Your assignment: The result should be every line in the data below that carries the string "derive".

Dataset entries
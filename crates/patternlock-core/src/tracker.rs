#![forbid(unsafe_code)]

//! Pattern tracking: turns pointer samples into a connected dot sequence.
//!
//! [`PatternTracker`] owns the pattern being drawn, its visited-cell lookup,
//! and the gesture lifecycle. The host feeds it pointer events; the tracker
//! hit-tests each sample, fills single-cell gaps, and notifies listeners.
//!
//! # State Machine
//!
//! ```text
//!            down (hit)                 move (hit)
//!   Idle ─────────────────▶ Started ─────────────────▶ InProgress ◀─┐
//!    ▲ │                       │                           │  │      │ move (hit)
//!    │ │ down (miss)           │ up                   up   │  └──────┘
//!    │ ▼                       ▼                           ▼
//!    ├── Cleared ◀──cancel── (any drawing state)      Completed
//!    └────────────────────────────────────────────────────┘
//! ```
//!
//! `Completed` and `Cleared` are pass-through states: the tracker logs them
//! and settles in `Idle`. The finished pattern stays readable until the next
//! down, cancel, or [`reset`](PatternTracker::reset).
//!
//! # Invariants
//!
//! 1. Exactly one `Started` per gesture that hit a dot on down.
//! 2. Exactly one terminal event (`Complete` or `Cleared`) per gesture that
//!    reached down, and nothing after it until the next down.
//! 3. One `Progress` per appended dot, gap-fill dots included, always
//!    before the terminal event.
//! 4. The pattern never contains a dot twice.
//! 5. The events returned by each call are exactly the events dispatched to
//!    listeners during that call, in the same order.
//!
//! # Failure Modes
//!
//! - Misses, out-of-grid gap-fill cells, and non-finite coordinates are
//!   silently skipped. No pointer input can make the tracker fail.
//! - A down arriving while a gesture is still live (lost up) closes the old
//!   gesture with `Cleared` before starting the new one.
//! - [`reset`](PatternTracker::reset) and
//!   [`set_pattern`](PatternTracker::set_pattern) abandon a live gesture
//!   without any event; the caller owns that decision.

use tracing::{debug, debug_span, trace};

use crate::config::TrackerConfig;
use crate::error::{ConfigError, Result, StateError};
use crate::event::{PatternEvent, PointerEvent};
use crate::geometry::{AspectRatio, DrawArea, GridGeometry, Insets, Point};
use crate::grid::{Dot, Grid};
use crate::listener::{ListenerId, ListenerRegistry, PatternLockListener};
use crate::pattern::Pattern;

use std::rc::Rc;

// ---------------------------------------------------------------------------
// State and modes
// ---------------------------------------------------------------------------

/// Gesture lifecycle state.
#[derive(Debug, Clone, Copy, PartialEq, Eq, Hash, Default)]
pub enum TrackerState {
    /// Waiting for a pointer-down.
    #[default]
    Idle,
    /// Down hit a dot; no move has added one yet.
    Started,
    /// At least one move added a dot.
    InProgress,
    /// Pointer released with a non-empty pattern.
    Completed,
    /// Gesture ended without a pattern.
    Cleared,
}

impl TrackerState {
    /// Whether a gesture is live and accepting moves.
    #[inline]
    #[must_use]
    pub const fn is_drawing(self) -> bool {
        matches!(self, Self::Started | Self::InProgress)
    }
}

/// How a renderer should present the current pattern.
#[derive(Debug, Clone, Copy, PartialEq, Eq, Hash, Default)]
#[cfg_attr(feature = "serde", derive(serde::Serialize, serde::Deserialize))]
#[cfg_attr(feature = "serde", serde(rename_all = "snake_case"))]
pub enum ViewMode {
    /// Normal drawing, or a pattern accepted as correct.
    #[default]
    Correct,
    /// Replay the pattern for demo or tutorial purposes.
    AutoDraw,
    /// A pattern rejected as wrong.
    Wrong,
}

/// Everything a renderer needs for one frame.
#[derive(Debug, Clone, PartialEq)]
pub struct RenderSnapshot {
    pub pattern: Pattern,
    pub view_mode: ViewMode,
    pub state: TrackerState,
    /// Latest pointer position while a gesture is live.
    pub pointer: Option<Point>,
}

// ---------------------------------------------------------------------------
// PatternTracker
// ---------------------------------------------------------------------------

/// Pointer-driven pattern state machine.
///
/// Call the `on_*` methods (or [`process`](Self::process)) from the input
/// thread, in arrival order. Each returns the events it dispatched.
pub struct PatternTracker {
    geometry: GridGeometry,
    aspect_ratio: AspectRatio,
    insets: Insets,

    pattern: Pattern,
    state: TrackerState,
    view_mode: ViewMode,
    input_enabled: bool,
    pointer: Option<Point>,

    listeners: ListenerRegistry,
}

impl std::fmt::Debug for PatternTracker {
    fn fmt(&self, f: &mut std::fmt::Formatter<'_>) -> std::fmt::Result {
        f.debug_struct("PatternTracker")
            .field("grid", &self.grid().size())
            .field("state", &self.state)
            .field("pattern_len", &self.pattern.len())
            .field("view_mode", &self.view_mode)
            .finish()
    }
}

Answer section:
#[derive(Debug, Clone, Copy, PartialEq, Eq, Hash, Default)]
#[derive(Debug, Clone, Copy, PartialEq, Eq, Hash, Default)]
#[cfg_attr(feature = "serde", derive(serde::Serialize, serde::Deserialize))]
#[derive(Debug, Clone, PartialEq)]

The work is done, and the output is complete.